The synthetic data generator manages a configured population of synthetic users and send their data to the configured output. It connects to a configured database and uses it to persist relevant data about the current simulation and the users.
First, you need to install requirements and configure your simulation. You can base it on one of the examples in data/config
.
Next, you need to make sure the database that your configuration is pointing to is ready and migrated to the latest
version. You go to src/synthetic/database
and run:
bash apply_migrations.sh <config_filename>
This will use alembic
to create the appropriate tables and upgrade them to the latest version. If you're using the
default configuration, it will create a .sqlite
database in your /tmp
directory. You can also configure it to
use any database url that is supported by SQLAlchemy. This is where it persists all the context information about
synthetic users and the synthetic data generation status in order to resume if interrupted. If no end_ts
is specified,
it will produce logs until the current system time and start producing logs continuously in online
mode.
You might also find the following scripts useful:
drop_tables.py
: drops all the tables used by alembic and the driver to run simulations, if they exist.clear_data.py
: clears all the data from existing tables, in case you want to restart your simulation.

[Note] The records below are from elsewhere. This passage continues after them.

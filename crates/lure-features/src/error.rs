//! Error types for feature extraction

use thiserror::Error;

/// Result type for feature extraction operations
pub type Result<T> = std::result::Result<T, FeatureError>;

/// Errors that can occur while building a feature extractor
#[derive(Error, Debug)]
pub enum FeatureError {
    /// A user-supplied pattern row failed to compile
    #[error("Invalid pattern {pattern:?}: {source}")]
    InvalidPattern {
        pattern: String,
        #[source]
        source: regex::Error,
    },

    /// Input too large
    #[error("Content too large: {size} bytes exceeds max {max} bytes")]
    ContentTooLarge { size: usize, max: usize },
}
//! Image build orchestration.
//!
//! `LocalBuilder` drives artifacts through build, digest, tag and push.
//! `dispatch` picks the build strategy for each artifact; `bazel` holds the
//! hermetic build strategy.

pub mod bazel;
pub mod dispatch;
pub mod local;

pub use bazel::BazelRunner;
pub use dispatch::{build_docker, random_id, run_build_for_artifact};
pub use local::{LocalBuilder, BUILDER_LABEL, DOCKER_API_VERSION_LABEL};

Then you run from src/synthetic
with:
python synthetic_data.py <config_filename>
By default, this will create .csv
files in /tmp
containing the logs.
Documentation on the parameters used in configuration can be found in src/synthetic/conf/__init__.py
. The
class GlobalConfig
is the root of all configuration.
The driver is the main entrypoint and responsible for coordinating all activities. It essentially maintains and stores all the active (and inactive user ids) in a simulation. It is able to persist and resume from persistence at any point in the simulation.
A log or catalog event generated by a synthetic user or other actor. These events are cached by the driver, and occasionally flushed to the configured output.
Represents a unique virtual user which has some customised state. The active users are maintained on the driver and are individually asked to generate log schedules for themselves as necessary. These logs are then released to the driver as appropriate by each user to be cached and flushed.
The core of the system is based around synthetic users generating a schedule of events for themselves in some way and
then generating logs from the queue as appropriate. The main concrete strategy is based around session engagement
(session_engagement_user.py
), which has a hidden engagement factor that changes over time based on the configuration
for the profile. This affects the frequency, number and duration of sessions for a given user.
There is a more specified type of user that layers purchase engagement (purchase_engagement_user.py
) over session
engagement. This user generates normal activity, but also e-commerce data based on the configuration. These
implementations can be considered as examples of synthetic user behaviour generation.
Represents a variable that can be managed and persisted over time. Just a convenient abstraction that leaves the persistence out of the hands of the coder and can manage its own update schedule.